Beginning at whichever line contains "pub fn simple(ty: DataType, sizes: &[u64])", reproduce each line of the records below word for word, ending with the last, and add nothing.

Saved entries:
____

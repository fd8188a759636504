//! Tensor element types and shapes.

/// Element type of a tensor.
#[derive(Clone, Copy, Debug, Default, Hash, Eq, PartialEq, Ord, PartialOrd)]
pub enum DataType {
    Boolean,
    I8,
    I16,
    I32,
    I64,
    U8,
    U16,
    U32,
    U64,
    BF16,
    F16,
    #[default]
    F32,
    F64,
}

impl DataType {
    /// Width of one element in bytes.
    pub fn size_bytes(self) -> u64 {
        match self {
            Self::Boolean | Self::I8 | Self::U8 => 1,
            Self::I16 | Self::U16 | Self::BF16 | Self::F16 => 2,
            Self::I32 | Self::U32 | Self::F32 => 4,
            Self::I64 | Self::U64 | Self::F64 => 8,
        }
    }
}

/// One dimension of a tensor view: iteration count and element stride.
#[derive(Clone, Copy, Debug, Default, Hash, Eq, PartialEq, Ord, PartialOrd)]
pub struct TensorDimension {
    pub size: u64,
    pub stride: i64,
}

/// The shape of a tensor view: element type plus per-dimension size/stride.
#[derive(Clone, Debug, Default, Hash, Eq, PartialEq, Ord, PartialOrd)]
pub struct TensorShape {
    pub ty: DataType,
    pub dims: Vec<TensorDimension>,
}

impl TensorShape {
    /// Creates a shape with explicit dimensions.
    pub fn new(ty: DataType, dims: Vec<TensorDimension>) -> Self {
        Self { ty, dims }
    }

    /// Creates a dense shape: row-major, innermost stride one.
    pub fn simple(ty: DataType, sizes: &[u64]) -> Self {
        let mut dims = vec![TensorDimension::default(); sizes.len()];
        let mut stride = 1i64;
        for (dim, &size) in dims.iter_mut().zip(sizes).rev() {
            dim.size = size;
            dim.stride = stride;
            stride *= size as i64;
        }
        Self { ty, dims }
    }

    /// Per-dimension sizes.
    pub fn sizes(&self) -> Vec<u64> {
        self.dims.iter().map(|d| d.size).collect()
    }

    /// Number of distinct index points.
    pub fn elem_count(&self) -> u64 {
        self.dims.iter().map(|d| d.size).product()
    }

    /// Bytes spanned by the view: one past the furthest addressed element.
    pub fn byte_size(&self) -> u64 {
        let last = self
            .dims
            .iter()
            .map(|d| d.size.saturating_sub(1) * d.stride.unsigned_abs())
            .sum::<u64>();
        (last + 1) * self.ty.size_bytes()
    }

    /// Returns a copy with every dimension's size set to one.
    pub fn with_unit_sizes(&self) -> Self {
        let dims = self
            .dims
            .iter()
            .map(|d| TensorDimension { size: 1, stride: d.stride })
            .collect();
        Self { ty: self.ty, dims }
    }
}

____

- _RESPONSE TO THIS TASK_
    pub fn simple(ty: DataType, sizes: &[u64]) -> Self {
        let mut dims = vec![TensorDimension::default(); sizes.len()];
        let mut stride = 1i64;
        for (dim, &size) in dims.iter_mut().zip(sizes).rev() {
            dim.size = size;
            dim.stride = stride;
            stride *= size as i64;
        }
        Self { ty, dims }
    }

    /// Per-dimension sizes.
    pub fn sizes(&self) -> Vec<u64> {
        self.dims.iter().map(|d| d.size).collect()
    }

    /// Number of distinct index points.
    pub fn elem_count(&self) -> u64 {
        self.dims.iter().map(|d| d.size).product()
    }

    /// Bytes spanned by the view: one past the furthest addressed element.
    pub fn byte_size(&self) -> u64 {
        let last = self
            .dims
            .iter()
            .map(|d| d.size.saturating_sub(1) * d.stride.unsigned_abs())
            .sum::<u64>();
        (last + 1) * self.ty.size_bytes()
    }

    /// Returns a copy with every dimension's size set to one.
    pub fn with_unit_sizes(&self) -> Self {
        let dims = self
            .dims
            .iter()
            .map(|d| TensorDimension { size: 1, stride: d.stride })
            .collect();
        Self { ty: self.ty, dims }
    }
}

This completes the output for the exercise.